Monday Musings

I missed my writing session last night because I was busy gaming and trying to get leveled up for the final two dungeons. I’m about ready to finish the game, though I’m not sure I’ll get to it while I’m still out here on my vacation. But I will get it finished this month at least. However, I will make up for my missed session on Wednesday while I’m flying home.

Tonight I was thinking about how I’ve really not gotten a lot of writing done while I was here, and how I really can’t write when the TV is on in front of me, though I’ve managed to work around that a little by forcing myself to focus on my laptop while I’m doing a chapter edit. But what I really think the issue is, is the huge block that drops into place in my mind when my bestie’s mom comes home. The tension in the air is palpable, which makes it difficult to concentrate on any one thing, and so, no writing gets done. The most writing I actually did was a few nights ago right as I was trying to go to bed. Because it was dark and there was a little girl sleeping in the room with me, I had to type it up on my phone, but I had two pretty genius ideas come to me right before bed.

It shouldn’t surprise me. Most of my best ideas come either before I go to bed or immediately after I wake up. Or in the shower. I get a lot of ideas in the bathroom as well…
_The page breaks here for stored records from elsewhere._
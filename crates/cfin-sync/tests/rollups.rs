use std::sync::Arc;
use std::time::Duration;

use async_trait::async_trait;
use cfin_adapters::{FixturePageSource, IndexedPagination, LastIndexes, RawCommittee, RawReceipt, ScheduleAPage};
use cfin_core::{
    Candidate, CounterpartTotal, Entity, RollupKind, SubjectTotal, TransactionRecord,
    UNKNOWN_REGION,
};
use cfin_storage::{
    BackoffPolicy, MemoryDocumentStore, MemoryStore, RelationalStore, StoreError,
};
use cfin_sync::{
    maybe_build_scheduler, AggregationEngine, DocumentUpserter, IngestSettings,
    IngestionOrchestrator, SyncConfig,
};

fn policy() -> BackoffPolicy {
    BackoffPolicy::fixed(3, Duration::ZERO)
}

fn engine(store: Arc<dyn RelationalStore>, docs: &Arc<MemoryDocumentStore>, top_n: usize) -> AggregationEngine {
    AggregationEngine::new(store, DocumentUpserter::new(docs.clone(), policy()), top_n)
}

fn committee(id: &str, candidate: &str) -> RawCommittee {
    RawCommittee {
        committee_id: Some(id.to_string()),
        name: Some(format!("{candidate} FOR AMERICA")),
        candidate_ids: Some(vec![candidate.to_string()]),
        ..Default::default()
    }
}

fn pac_receipt(sub_id: &str, receiving: &RawCommittee, amount: f64) -> RawReceipt {
    RawReceipt {
        sub_id: Some(sub_id.to_string()),
        contribution_receipt_amount: Some(amount),
        two_year_transaction_period: Some(2024),
        committee_id: receiving.committee_id.clone(),
        committee: Some(receiving.clone()),
        is_individual: Some(false),
        contributor_name: Some("ACME PAC".into()),
        contributor: Some(RawCommittee {
            committee_id: Some("A".into()),
            name: Some("ACME PAC".into()),
            ..Default::default()
        }),
        ..Default::default()
    }
}

async fn ingest(store: &Arc<MemoryStore>, results: Vec<RawReceipt>) {
    let source = FixturePageSource::from_pages(vec![ScheduleAPage {
        results,
        pagination: IndexedPagination {
            last_indexes: Some(LastIndexes {
                last_index: Some("end".into()),
                ..Default::default()
            }),
            ..Default::default()
        },
    }])
    .expect("fixture pages");
    let settings = IngestSettings {
        per_page: 100,
        page_delay: Duration::ZERO,
        write_policy: policy(),
    };
    // Fresh checkpoints each time so a replayed page is fetched again.
    IngestionOrchestrator::new(
        Arc::new(source),
        store.clone(),
        Arc::new(MemoryStore::new()),
        settings,
    )
    .run("schedule_a_2024", 2024, None)
    .await
    .expect("ingest");
}

fn ids(top: &[CounterpartTotal]) -> Vec<(&str, f64)> {
    top.iter().map(|c| (c.id.as_str(), c.total_amount)).collect()
}

#[tokio::test]
async fn contributor_leaderboard_ranks_linked_candidates() {
    let store = Arc::new(MemoryStore::new());
    let cx = committee("CX", "X");
    let cy = committee("CY", "Y");
    ingest(
        &store,
        vec![
            pac_receipt("1", &cy, 50.0),
            pac_receipt("2", &cx, 60.0),
            pac_receipt("3", &cx, 40.0),
        ],
    )
    .await;
    store
        .upsert_candidate(&Candidate {
            id: "X".into(),
            name: "CANDIDATE X".into(),
            party: Some("IND".into()),
            office: Some("S".into()),
        })
        .await
        .expect("candidate");

    let docs = Arc::new(MemoryDocumentStore::new());
    let engine = engine(store.clone(), &docs, 10);
    let summary = engine.aggregate(2024).await.expect("aggregate");
    assert_eq!(summary.contributors, 1);
    assert_eq!(summary.candidates, 2);
    assert_eq!(summary.regions, 0);
    assert_eq!(summary.degraded_subjects, 0);

    let doc = engine
        .documents()
        .get(RollupKind::ByContributor, "A", 2024)
        .await
        .expect("read")
        .expect("document");
    assert_eq!(doc.display_name, "ACME PAC");
    assert_eq!(doc.total_amount, 150.0);
    assert_eq!(doc.transaction_count, 3);
    assert_eq!(ids(&doc.top), vec![("X", 100.0), ("Y", 50.0)]);
    assert_eq!(doc.top[0].name, "CANDIDATE X");
    assert_eq!(doc.top[1].name, "Y");

    let candidate = engine
        .documents()
        .get(RollupKind::ByCandidate, "X", 2024)
        .await
        .expect("read")
        .expect("candidate document");
    assert_eq!(candidate.detail.as_deref(), Some("IND"));
    assert_eq!(ids(&candidate.top), vec![("A", 100.0)]);
}

#[tokio::test]
async fn recompute_replaces_the_whole_leaderboard() {
    let store = Arc::new(MemoryStore::new());
    let cx = committee("CX", "X");
    let cy = committee("CY", "Y");
    ingest(&store, vec![pac_receipt("1", &cx, 100.0), pac_receipt("2", &cy, 50.0)]).await;

    let docs = Arc::new(MemoryDocumentStore::new());
    let engine = engine(store.clone(), &docs, 10);
    engine
        .aggregate_kind(RollupKind::ByContributor, 2024)
        .await
        .expect("first pass");

    // The second receipt is amended to land on X's committee instead.
    ingest(&store, vec![pac_receipt("2", &cx, 50.0)]).await;
    engine
        .aggregate_kind(RollupKind::ByContributor, 2024)
        .await
        .expect("second pass");

    let doc = engine
        .documents()
        .get(RollupKind::ByContributor, "A", 2024)
        .await
        .expect("read")
        .expect("document");
    assert_eq!(ids(&doc.top), vec![("X", 150.0)]);
    assert_eq!(docs.len(), 1);
}

#[tokio::test]
async fn top_n_truncates_and_keeps_tie_order() {
    let store = Arc::new(MemoryStore::new());
    let committees = ["P", "Q", "R"].map(|c| committee(&format!("C{c}"), c));
    ingest(
        &store,
        committees
            .iter()
            .enumerate()
            .map(|(i, c)| pac_receipt(&i.to_string(), c, 25.0))
            .collect(),
    )
    .await;

    let docs = Arc::new(MemoryDocumentStore::new());
    engine(store.clone(), &docs, 2)
        .aggregate_kind(RollupKind::ByContributor, 2024)
        .await
        .expect("pass");
    let doc = &docs.all()[0];
    assert_eq!(ids(&doc.top), vec![("P", 25.0), ("Q", 25.0)]);
}

#[tokio::test]
async fn region_rollup_only_counts_individuals() {
    let store = Arc::new(MemoryStore::new());
    let cx = committee("CX", "X");
    let individual = |sub_id: &str, state: Option<&str>, amount: f64| RawReceipt {
        sub_id: Some(sub_id.to_string()),
        contribution_receipt_amount: Some(amount),
        two_year_transaction_period: Some(2024),
        committee_id: Some("CX".into()),
        committee: Some(cx.clone()),
        is_individual: Some(true),
        contributor_name: Some("DOE, JANE".into()),
        contributor_state: state.map(str::to_string),
        ..Default::default()
    };
    ingest(
        &store,
        vec![
            individual("1", Some("CA"), 30.0),
            individual("2", None, 70.0),
            pac_receipt("3", &cx, 1_000.0),
        ],
    )
    .await;

    let docs = Arc::new(MemoryDocumentStore::new());
    let engine = engine(store.clone(), &docs, 10);
    let outcome = engine
        .aggregate_kind(RollupKind::ByRegion, 2024)
        .await
        .expect("pass");
    assert_eq!(outcome.documents, 2);

    let unknown = engine
        .documents()
        .get(RollupKind::ByRegion, UNKNOWN_REGION, 2024)
        .await
        .expect("read")
        .expect("unknown bucket");
    assert_eq!(unknown.total_amount, 70.0);
    assert_eq!(ids(&unknown.top), vec![("X", 70.0)]);
}

#[tokio::test]
async fn document_replace_rides_out_transient_failures() {
    let store = Arc::new(MemoryStore::new());
    ingest(&store, vec![pac_receipt("1", &committee("CX", "X"), 10.0)]).await;

    let docs = Arc::new(MemoryDocumentStore::new());
    docs.fail_next_writes(2);
    let engine = engine(store.clone(), &docs, 10);
    engine
        .aggregate_kind(RollupKind::ByContributor, 2024)
        .await
        .expect("third attempt lands");
    assert_eq!(docs.len(), 1);
}

#[tokio::test]
async fn document_store_outage_aborts_the_pass() {
    let store = Arc::new(MemoryStore::new());
    ingest(&store, vec![pac_receipt("1", &committee("CX", "X"), 10.0)]).await;

    let docs = Arc::new(MemoryDocumentStore::new());
    docs.fail_next_writes(3);
    let err = engine(store.clone(), &docs, 10)
        .aggregate(2024)
        .await
        .expect_err("retries exhausted");
    assert!(format!("{err:#}").contains("replacing by_contributor document for A"));
    assert!(docs.is_empty());
}

/// Delegates to a `MemoryStore`, failing the queries a test asks it to.
struct FlakyQueries {
    inner: Arc<MemoryStore>,
    fail_totals: bool,
    fail_counterparts_for: Option<&'static str>,
}

#[async_trait]
impl RelationalStore for FlakyQueries {
    async fn upsert_entity(&self, entity: &Entity) -> Result<(), StoreError> {
        self.inner.upsert_entity(entity).await
    }

    async fn upsert_candidate(&self, candidate: &Candidate) -> Result<(), StoreError> {
        self.inner.upsert_candidate(candidate).await
    }

    async fn upsert_transaction(&self, record: &TransactionRecord) -> Result<(), StoreError> {
        self.inner.upsert_transaction(record).await
    }

    async fn upsert_transactions(&self, records: &[TransactionRecord]) -> Result<(), StoreError> {
        self.inner.upsert_transactions(records).await
    }

    async fn subject_totals(
        &self,
        kind: RollupKind,
        cycle: i32,
    ) -> Result<Vec<SubjectTotal>, StoreError> {
        if self.fail_totals {
            return Err(StoreError::Unavailable("totals query timed out".into()));
        }
        self.inner.subject_totals(kind, cycle).await
    }

    async fn top_counterparts(
        &self,
        kind: RollupKind,
        subject_id: &str,
        cycle: i32,
        limit: usize,
    ) -> Result<Vec<CounterpartTotal>, StoreError> {
        if self.fail_counterparts_for == Some(subject_id) {
            return Err(StoreError::Unavailable("counterpart query timed out".into()));
        }
        self.inner.top_counterparts(kind, subject_id, cycle, limit).await
    }
}

#[tokio::test]
async fn counterpart_failure_degrades_to_an_empty_leaderboard() {
    let store = Arc::new(MemoryStore::new());
    let cx = committee("CX", "X");
    ingest(&store, vec![pac_receipt("1", &cx, 10.0)]).await;

    let flaky = Arc::new(FlakyQueries {
        inner: store,
        fail_totals: false,
        fail_counterparts_for: Some("A"),
    });
    let docs = Arc::new(MemoryDocumentStore::new());
    let engine = engine(flaky, &docs, 10);
    let summary = engine.aggregate(2024).await.expect("aggregate");
    assert_eq!(summary.degraded_subjects, 1);

    let doc = engine
        .documents()
        .get(RollupKind::ByContributor, "A", 2024)
        .await
        .expect("read")
        .expect("document still written");
    assert!(doc.top.is_empty());
    assert_eq!(doc.total_amount, 10.0);
}

#[tokio::test]
async fn totals_failure_aborts_the_run() {
    let flaky = Arc::new(FlakyQueries {
        inner: Arc::new(MemoryStore::new()),
        fail_totals: true,
        fail_counterparts_for: None,
    });
    let docs = Arc::new(MemoryDocumentStore::new());
    let err = engine(flaky, &docs, 10)
        .aggregate(2024)
        .await
        .expect_err("fatal");
    assert!(format!("{err:#}").contains("by_contributor totals"));
    assert!(docs.is_empty());
}

#[tokio::test]
async fn scheduler_is_not_built_when_disabled() {
    let config = SyncConfig::from_lookup(|_| None);
    let docs = Arc::new(MemoryDocumentStore::new());
    let engine = Arc::new(engine(Arc::new(MemoryStore::new()), &docs, 10));
    let sched = maybe_build_scheduler(&config, engine).await.expect("build");
    assert!(sched.is_none());
}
Anyway, while I was working today, I had a few thoughts come to me about an older fan-fiction I wrote while I was in college and they actually pull the story together better than the original. I guess not working on it in six years really helped, especially since I’ve been pretty stuck on my own novel. Plus it’s good to try something new just to get the juices flowing in my brain. Hopefully working on fleshing these ideas out will help me figure out how to continue with my novel.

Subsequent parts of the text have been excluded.